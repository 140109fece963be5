//! v2 envelope decoding.
//!
//! URL: `http://{requestContext.domainName}{rawPath - prefix}[?{rawQueryString}]`.
//! The scheme is fixed; this URL is an internal representation, not the
//! client-facing one.

use gateway_bridge_core::{
    DecodeError, EventV2, EventVersion, StagePrefix, decode_body, escape_raw_path, fold_cookies,
    header_value, project_headers, raw_query,
};

use super::{GatewayRequest, RequestParts, X_FORWARDED_FOR, assemble, parse_content_length};
use crate::context::InvocationContext;

const SCHEME: &str = "http";

/// Decode a v2 event into a request.
///
/// The stage prefix is stripped from `rawPath`, `rawQueryString` is appended
/// as received, and the cookie list is folded into a `Cookie` header.
pub fn decode_v2(event: EventV2, prefix: &StagePrefix) -> Result<GatewayRequest, DecodeError> {
    let path = prefix.strip(&event.raw_path).to_string();

    let mut path_and_query = escape_raw_path(&path).into_owned();
    if let Some(query) = raw_query(&event.raw_query_string) {
        path_and_query.push('?');
        path_and_query.push_str(query);
    }

    let content_length = parse_content_length(&event.headers)?;
    let remote_addr = header_value(&event.headers, X_FORWARDED_FOR)
        .unwrap_or("")
        .to_string();
    let mut headers = project_headers(&event.headers)?;
    fold_cookies(&mut headers, &event.cookies)?;
    let body = decode_body(event.body, event.is_base64_encoded)?;

    let method = event.request_context.http.method.clone();
    let authority = event.request_context.domain_name.clone();
    assemble(RequestParts {
        method: &method,
        scheme: SCHEME,
        authority,
        path_and_query,
        headers,
        body,
        context: InvocationContext {
            version: EventVersion::V2,
            remote_addr,
            request_uri: path,
            content_length,
            request_context: event.request_context,
            stage_variables: event.stage_variables,
        },
    })
}

#[cfg(test)]
mod tests {
    use super::*;
    use gateway_bridge_core::ErrorKind;
    use http::Method;

    fn event(method: &str, raw_path: &str) -> EventV2 {
        let mut event = EventV2 {
            raw_path: raw_path.into(),
            ..Default::default()
        };
        event.request_context.domain_name = "example.com".into();
        event.request_context.http.method = method.into();
        event
    }

    #[test]
    fn test_strip_prefix_and_cookies() {
        let mut ev = event("GET", "/dev/abc");
        ev.cookies = vec!["abc=123".into()];

        let req = decode_v2(ev, &StagePrefix::new("/dev")).unwrap();

        assert_eq!(req.method(), Method::GET);
        assert_eq!(req.uri().path(), "/abc");
        assert_eq!(req.uri().host(), Some("example.com"));
        assert_eq!(req.headers().get("cookie").unwrap(), "abc=123");

        let ctx = InvocationContext::from_request(&req).unwrap();
        assert_eq!(ctx.request_uri, "/abc");
        assert_eq!(ctx.version, EventVersion::V2);
    }

    #[test]
    fn test_empty_cookie_header_present() {
        let req = decode_v2(event("GET", "/abc"), &StagePrefix::default()).unwrap();

        let cookies: Vec<_> = req.headers().get_all("cookie").iter().collect();
        assert_eq!(cookies, vec![""]);
    }

    #[test]
    fn test_non_matching_prefix_unchanged() {
        let req = decode_v2(event("GET", "/other"), &StagePrefix::new("/dev")).unwrap();
        assert_eq!(req.uri().path(), "/other");
    }

    #[test]
    fn test_whole_path_is_prefix() {
        let req = decode_v2(event("GET", "/dev"), &StagePrefix::new("/dev")).unwrap();
        assert_eq!(req.uri().path(), "/");

        let ctx = InvocationContext::from_request(&req).unwrap();
        assert_eq!(ctx.request_uri, "");
    }

    #[test]
    fn test_raw_query_passed_through() {
        let mut ev = event("GET", "/search");
        ev.raw_query_string = "z=1&a=%2F&a=2".into();

        let req = decode_v2(ev, &StagePrefix::default()).unwrap();

        assert_eq!(req.uri().query(), Some("z=1&a=%2F&a=2"));
        let ctx = InvocationContext::from_request(&req).unwrap();
        assert_eq!(ctx.request_uri, "/search");
    }

    #[test]
    fn test_raw_path_with_space_is_escaped() {
        let req = decode_v2(event("GET", "/dev/a b"), &StagePrefix::new("dev")).unwrap();

        assert_eq!(req.uri().path(), "/a%20b");
        let ctx = InvocationContext::from_request(&req).unwrap();
        assert_eq!(ctx.request_uri, "/a b");
    }

    #[test]
    fn test_raw_path_escapes_kept() {
        let req = decode_v2(event("GET", "/a%20b"), &StagePrefix::default()).unwrap();
        assert_eq!(req.uri().path(), "/a%20b");
    }

    #[test]
    fn test_empty_domain_still_routes() {
        let mut ev = event("GET", "/abc");
        ev.request_context.domain_name.clear();
        ev.raw_query_string = "x=1".into();

        let req = decode_v2(ev, &StagePrefix::default()).unwrap();

        assert_eq!(req.uri().host(), None);
        assert_eq!(req.uri().path(), "/abc");
        assert_eq!(req.uri().query(), Some("x=1"));
    }

    #[test]
    fn test_empty_raw_query_omitted() {
        let req = decode_v2(event("GET", "/search"), &StagePrefix::default()).unwrap();
        assert_eq!(req.uri().to_string(), "http://example.com/search");
    }

    #[test]
    fn test_scheme_is_http() {
        let mut ev = event("GET", "/");
        ev.headers.insert("x-forwarded-proto".into(), "https".into());
        ev.headers.insert("x-forwarded-port".into(), "443".into());

        let req = decode_v2(ev, &StagePrefix::default()).unwrap();
        assert_eq!(req.uri().scheme_str(), Some("http"));
        assert_eq!(req.uri().port_u16(), None);
    }

    #[test]
    fn test_content_length_and_remote_addr() {
        let mut ev = event("POST", "/upload");
        ev.headers.insert("content-length".into(), "11".into());
        ev.headers.insert("x-forwarded-for".into(), "10.0.0.1, 10.0.0.2".into());
        ev.body = "aGVsbG8gd29ybGQ=".into();
        ev.is_base64_encoded = true;

        let req = decode_v2(ev, &StagePrefix::default()).unwrap();

        assert_eq!(req.body().as_ref(), b"hello world");
        let ctx = InvocationContext::from_request(&req).unwrap();
        assert_eq!(ctx.content_length, Some(11));
        assert_eq!(ctx.remote_addr, "10.0.0.1, 10.0.0.2");
    }

    #[test]
    fn test_invalid_content_length() {
        let mut ev = event("POST", "/");
        ev.headers.insert("content-length".into(), "-4".into());

        let err = decode_v2(ev, &StagePrefix::default()).unwrap_err();
        assert_eq!(err.kind(), ErrorKind::ContentLength);
    }

    #[test]
    fn test_invalid_base64_body() {
        let mut ev = event("POST", "/");
        ev.body = "not*base64".into();
        ev.is_base64_encoded = true;

        let err = decode_v2(ev, &StagePrefix::default()).unwrap_err();
        assert_eq!(err.kind(), ErrorKind::BodyDecode);
    }

    #[test]
    fn test_plain_body() {
        let mut ev = event("POST", "/");
        ev.body = "{\"a\":1}".into();

        let req = decode_v2(ev, &StagePrefix::default()).unwrap();
        assert_eq!(req.body().as_ref(), b"{\"a\":1}");
    }
}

——————

Instructions for the task: All lines above with "DecodeError" in them should be returned.

Response for this exercise:
    DecodeError, EventV2, EventVersion, StagePrefix, decode_body, escape_raw_path, fold_cookies,
pub fn decode_v2(event: EventV2, prefix: &StagePrefix) -> Result<GatewayRequest, DecodeError> {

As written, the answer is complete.